Immunodeficienze meno severe sono causate dall'alterazione di geni codificanti enzimi coinvolti nell'ipermutazione somatica e nel cambio di classe delle Ig: poiché questi eventi genetici avvengono dopo la stimolazione antigenica, la risposta anticorpale si può sviluppare fino alla formazione di IgM antigene-specifiche, ma sono deficitarie le altre classi di anticorpi e non si verifica la maturazione dell'affinità. Queste patologie rientrano nel gruppo di malattie definite HIGM (Hyper IgM syndromes). Nella HIGM2 l'immunodeficienza è dovuta a un difetto del gene codificante l'enzima AID (Activation-induced cytidine deaminase). Tale enzima è indispensabile sia per l'ipermutazione somatica sia per il cambio di classe delle Ig, ma non è noto quale sia il suo meccanismo d'azione; poiché AID mostra omologia con enzimi che processano l'RNA, è stato ipotizzato che entrambi i processi di modifica del DNA in cui AID è coinvolto richiedano la formazione di un RNA intermedio. Anche difetti del gene codificante l'enzima UNG (Uracyl-DNA-glycosylase) portano a una malattia di tipo HIGM con alterazioni sia del cambio di isotipo delle Ig sia dell'ipermutazione somatica; è stato proposto che per tali eventi genetici sia necessaria la rottura del doppio filamento di DNA, e che gli enzimi AID e UNG siano entrambi coinvolti in questo processso. Infine, nella HIGM4 il difetto genetico coinvolge uno o più fattori ancora non identificati che agiscono a valle di AID e sono necessari per il cambio di classe delle Ig ma non per l'ipermutazione somatica.

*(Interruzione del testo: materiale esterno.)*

//! Blob store adapter.
//!
//! The only operation the lifecycle needs from object storage is
//! delete-by-key. The adapter speaks to an S3-compatible HTTP gateway;
//! deleting a key that is already gone is treated as success so teardown
//! retries stay idempotent.

use crate::config::get_config;
use async_trait::async_trait;
use reqwest::{Client, Method, StatusCode};
use thiserror::Error;

/// Errors returned while interacting with the blob store.
#[derive(Debug, Error)]
pub enum BlobError {
    /// Base URL failed to parse or normalize.
    #[error("Invalid blob store URL: {0}")]
    InvalidUrl(String),
    /// HTTP layer failed before receiving a response.
    #[error("HTTP request failed: {0}")]
    Http(#[from] reqwest::Error),
    /// Blob store responded with an unexpected status code.
    #[error("Unexpected blob store response ({status}): {body}")]
    UnexpectedStatus {
        /// HTTP status returned by the blob store.
        status: StatusCode,
        /// Body payload associated with the failing response.
        body: String,
    },
}

/// Delete-by-key access to object storage.
#[async_trait]
pub trait BlobStore: Send + Sync {
    /// Remove the object stored under `key`. Absent keys count as success.
    async fn delete(&self, key: &str) -> Result<(), BlobError>;
}

/// Blob store adapter backed by an S3-compatible HTTP gateway.
pub struct HttpBlobStore {
    pub(crate) client: Client,
    pub(crate) base_url: String,
    pub(crate) bucket: String,
    pub(crate) api_key: Option<String>,
}

impl HttpBlobStore {
    /// Construct a new adapter using configuration derived from the environment.
    pub fn new() -> Result<Self, BlobError> {
        let config = get_config();
        let client = Client::builder().user_agent("docsteward/0.1").build()?;

        let mut parsed =
            reqwest::Url::parse(&config.blob_store_url).map_err(|err| BlobError::InvalidUrl(err.to_string()))?;
        let path = parsed.path().trim_end_matches('/').to_string();
        parsed.set_path(&path);

        tracing::debug!(
            url = %parsed,
            bucket = %config.blob_bucket,
            "Initialized blob store adapter"
        );

        Ok(Self {
            client,
            base_url: parsed.to_string(),
            bucket: config.blob_bucket.clone(),
            api_key: config.blob_store_api_key.clone(),
        })
    }
}

#[async_trait]
impl BlobStore for HttpBlobStore {
    async fn delete(&self, key: &str) -> Result<(), BlobError> {
        let base = self.base_url.trim_end_matches('/');
        let url = format!("{base}/{}/{}", self.bucket, key.trim_start_matches('/'));

        let mut req = self.client.request(Method::DELETE, url);
        if let Some(api_key) = &self.api_key
            && !api_key.is_empty()
        {
            req = req.header("api-key", api_key);
        }

        let response = req.send().await?;
        match response.status() {
            status if status.is_success() => {
                tracing::debug!(key, "Blob deleted");
                Ok(())
            }
            StatusCode::NOT_FOUND => {
                tracing::debug!(key, "Blob already absent");
                Ok(())
            }
            status => {
                let body = response.text().await.unwrap_or_default();
                let error = BlobError::UnexpectedStatus { status, body };
                tracing::error!(key, error = %error, "Blob delete failed");
                Err(error)
            }
        }
    }
}

/// Derive the storage key for a document from its location reference.
///
/// The upload flow writes objects under `uploads/` named by the last path
/// segment of the location URL; teardown reverses that mapping. Returns
/// `None` when the reference has no usable final segment.
pub fn blob_key(location_ref: &str) -> Option<String> {
    let trimmed = location_ref.trim_end_matches('/');
    let segment = trimmed.rsplit('/').next()?;
    // A bare scheme ("https:") means the reference carried no path at all.
    if segment.is_empty() || segment.ends_with(':') {
        return None;
    }
    Some(format!("uploads/{segment}"))
}
//! Access guard for document operations.
//!
//! Both orchestrators call [`AccessGuard::authorize`] before touching any
//! backend. Absence and inaccessibility are deliberately indistinguishable
//! so unauthorized callers learn nothing about which documents exist.

use std::sync::Arc;

use crate::record::{Document, RecordError, RecordStore};

/// Resolves whether an acting principal may operate on a document.
///
/// Pure read over the record store; safe to call repeatedly and performs
/// no mutation. The ownership constraint is applied inside the same record
/// store query as the lookup, so there is no window between the check and
/// the fetch.
pub struct AccessGuard {
    store: Arc<dyn RecordStore>,
}

impl AccessGuard {
    /// Build a guard over the given record store.
    pub fn new(store: Arc<dyn RecordStore>) -> Self {
        Self { store }
    }

    /// Return the document only if `principal` is a member of its owning
    /// scope; `Ok(None)` otherwise, whether or not the document exists.
    pub async fn authorize(
        &self,
        document_id: &str,
        principal: &str,
    ) -> Result<Option<Document>, RecordError> {
        let resolved = self.store.find_owned(document_id, principal).await?;
        if resolved.is_none() {
            tracing::debug!(document = document_id, "Document absent or not owned by principal");
        }
        Ok(resolved)
    }
}
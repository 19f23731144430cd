//! Lifecycle service hosting the ingestion and teardown orchestrators.

use std::sync::Arc;

use async_trait::async_trait;

use crate::{
    access::AccessGuard,
    blob::{BlobStore, blob_key},
    lifecycle::{
        locks::DocumentLocks,
        types::{LifecycleError, ProcessOutcome, StepOutcome, TeardownOutcome, truncate_error_message},
    },
    metrics::{LifecycleMetrics, MetricsSnapshot},
    record::RecordStore,
    retrieval::{IngestJob, RetrievalApi},
};

/// Coordinates a document's lifecycle across the record store, the
/// retrieval service, and blob storage.
///
/// The service owns long-lived handles to all three backends plus the
/// per-document lock registry and metrics. Construct it once near process
/// start and share it through an `Arc`; the backends carry no per-request
/// state.
pub struct LifecycleService {
    records: Arc<dyn RecordStore>,
    retrieval: Arc<dyn RetrievalApi>,
    blobs: Arc<dyn BlobStore>,
    guard: AccessGuard,
    locks: DocumentLocks,
    metrics: Arc<LifecycleMetrics>,
}

/// Abstraction over the lifecycle operations used by the HTTP surface.
#[async_trait]
pub trait LifecycleApi: Send + Sync {
    /// Run a document through ingestion: authorize, transition to
    /// `Processing`, invoke the retrieval service, and record the terminal
    /// outcome.
    async fn process(
        &self,
        document_id: &str,
        principal: &str,
    ) -> Result<ProcessOutcome, LifecycleError>;

    /// Cascade-delete a document: best-effort vector and blob cleanup,
    /// then the authoritative record delete.
    async fn teardown(
        &self,
        document_id: &str,
        principal: &str,
    ) -> Result<TeardownOutcome, LifecycleError>;

    /// Retrieve the current metrics snapshot for diagnostics.
    fn metrics_snapshot(&self) -> MetricsSnapshot;
}

impl LifecycleService {
    /// Build a new lifecycle service over the given backends.
    pub fn new(
        records: Arc<dyn RecordStore>,
        retrieval: Arc<dyn RetrievalApi>,
        blobs: Arc<dyn BlobStore>,
    ) -> Self {
        Self {
            guard: AccessGuard::new(Arc::clone(&records)),
            records,
            retrieval,
            blobs,
            locks: DocumentLocks::new(),
            metrics: Arc::new(LifecycleMetrics::new()),
        }
    }

    /// Drive one document through the processing state machine.
    ///
    /// Holds the document's lock for the duration so a concurrent process
    /// or teardown on the same id waits. The `Processing` write lands
    /// before the ingest call begins, so a concurrent status read never
    /// sees a stale terminal state while work is underway. Failures from
    /// the retrieval service are persisted on the record and then
    /// re-surfaced to the caller.
    pub async fn process(
        &self,
        document_id: &str,
        principal: &str,
    ) -> Result<ProcessOutcome, LifecycleError> {
        let _lock = self.locks.acquire(document_id).await;

        let document = self
            .guard
            .authorize(document_id, principal)
            .await?
            .ok_or(LifecycleError::NotFound)?;

        // Fail fast: no external call is made if this write does not land.
        self.records
            .mark_processing(document_id, document.status)
            .await?;
        tracing::info!(document = document_id, scope = %document.owner_scope, "Processing document");

        let job = IngestJob {
            document_id: document.id.clone(),
            owner_scope: document.owner_scope.clone(),
            location_ref: document.location_ref.clone(),
            name: document.name.clone(),
            media_kind: document.media_kind.clone(),
        };

        match self.retrieval.ingest(&job).await {
            Ok(vector_refs) => {
                if let Err(err) = self.records.mark_completed(document_id, &vector_refs).await {
                    // The index now holds vectors the record does not
                    // reference. Logged for a reconciliation sweep; the
                    // record stays in Processing.
                    tracing::error!(
                        document = document_id,
                        orphaned_vectors = ?vector_refs,
                        error = %err,
                        "Completion write failed after successful ingest"
                    );
                    return Err(err.into());
                }
                self.metrics.record_ingestion_completed();
                tracing::info!(
                    document = document_id,
                    vectors = vector_refs.len(),
                    "Document ingestion completed"
                );
                Ok(ProcessOutcome {
                    vector_count: vector_refs.len(),
                })
            }
            Err(err) => {
                let message = truncate_error_message(&err.to_string());
                if let Err(write_err) = self.records.mark_failed(document_id, &message).await {
                    tracing::error!(
                        document = document_id,
                        error = %write_err,
                        "Failed to record ingestion failure"
                    );
                }
                self.metrics.record_ingestion_failed();
                tracing::warn!(document = document_id, error = %err, "Document ingestion failed");
                Err(LifecycleError::Ingest(err))
            }
        }
    }

    /// Cascade-delete a document across all three backends.
    ///
    /// External, harder-to-recover resources go first: a crash between
    /// steps leaves the system of record intact and the teardown safely
    /// retryable. Vector and blob cleanup are best-effort; only the record
    /// delete can fail the operation.
    pub async fn teardown(
        &self,
        document_id: &str,
        principal: &str,
    ) -> Result<TeardownOutcome, LifecycleError> {
        let _lock = self.locks.acquire(document_id).await;

        let document = self
            .guard
            .authorize(document_id, principal)
            .await?
            .ok_or(LifecycleError::NotFound)?;

        let vectors = if document.vector_refs.is_empty() {
            StepOutcome::Skipped
        } else {
            match self
                .retrieval
                .delete_vectors(&document.vector_refs, &document.owner_scope)
                .await
            {
                Ok(()) => StepOutcome::Done,
                Err(err) => {
                    // A dangling vector is recoverable by a sweep; an
                    // undeletable document is not.
                    tracing::warn!(
                        document = document_id,
                        vectors = document.vector_refs.len(),
                        error = %err,
                        "Vector cleanup failed; continuing teardown"
                    );
                    StepOutcome::Failed(err.to_string())
                }
            }
        };

        let blob = match blob_key(&document.location_ref) {
            None => {
                tracing::warn!(
                    document = document_id,
                    location = %document.location_ref,
                    "No blob key derivable; skipping blob cleanup"
                );
                StepOutcome::Skipped
            }
            Some(key) => match self.blobs.delete(&key).await {
                Ok(()) => StepOutcome::Done,
                Err(err) => {
                    tracing::warn!(
                        document = document_id,
                        key,
                        error = %err,
                        "Blob cleanup failed; continuing teardown"
                    );
                    StepOutcome::Failed(err.to_string())
                }
            },
        };

        self.records.delete(document_id).await?;

        let outcome = TeardownOutcome { vectors, blob };
        self.metrics.record_teardown(outcome.soft_failure_count());
        tracing::info!(
            document = document_id,
            vectors = ?outcome.vectors,
            blob = ?outcome.blob,
            "Document torn down"
        );
        Ok(outcome)
    }

    /// Return the current lifecycle metrics snapshot.
    pub fn metrics_snapshot(&self) -> MetricsSnapshot {
        self.metrics.snapshot()
    }
}

#[async_trait]
impl LifecycleApi for LifecycleService {
    async fn process(
        &self,
        document_id: &str,
        principal: &str,
    ) -> Result<ProcessOutcome, LifecycleError> {
        LifecycleService::process(self, document_id, principal).await
    }

    async fn teardown(
        &self,
        document_id: &str,
        principal: &str,
    ) -> Result<TeardownOutcome, LifecycleError> {
        LifecycleService::teardown(self, document_id, principal).await
    }

    fn metrics_snapshot(&self) -> MetricsSnapshot {
        LifecycleService::metrics_snapshot(self)
    }
}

La caratterizzazione a livello molecolare delle alterazioni genetiche che causano deficit della risposta anticorpale aiuta a definire nel dettaglio i meccanismi che generano la diversità anticorpale e apre nuove prospettive per la cura delle immunodeficienze causate da tali alterazioni. Un approccio innovativo è la terapia genica, che propone di sostituire il gene assente con il corrispondente gene funzionale. Se da una parte la terapia genica è potenzialmente in grado di ripristinare completamente la funzione deficitaria, dall'altra, con i metodi attualmente disponibili, essa è associata a un elevato rischio di insorgenza di leucemie; questo approccio è quindi da valutare con estrema cautela.
Janeway 2005: Immunobiology: the immune system in health and disease, 6. ed., edited by Charles A. Janeway jr e altri, New York, Garland Science, 2005.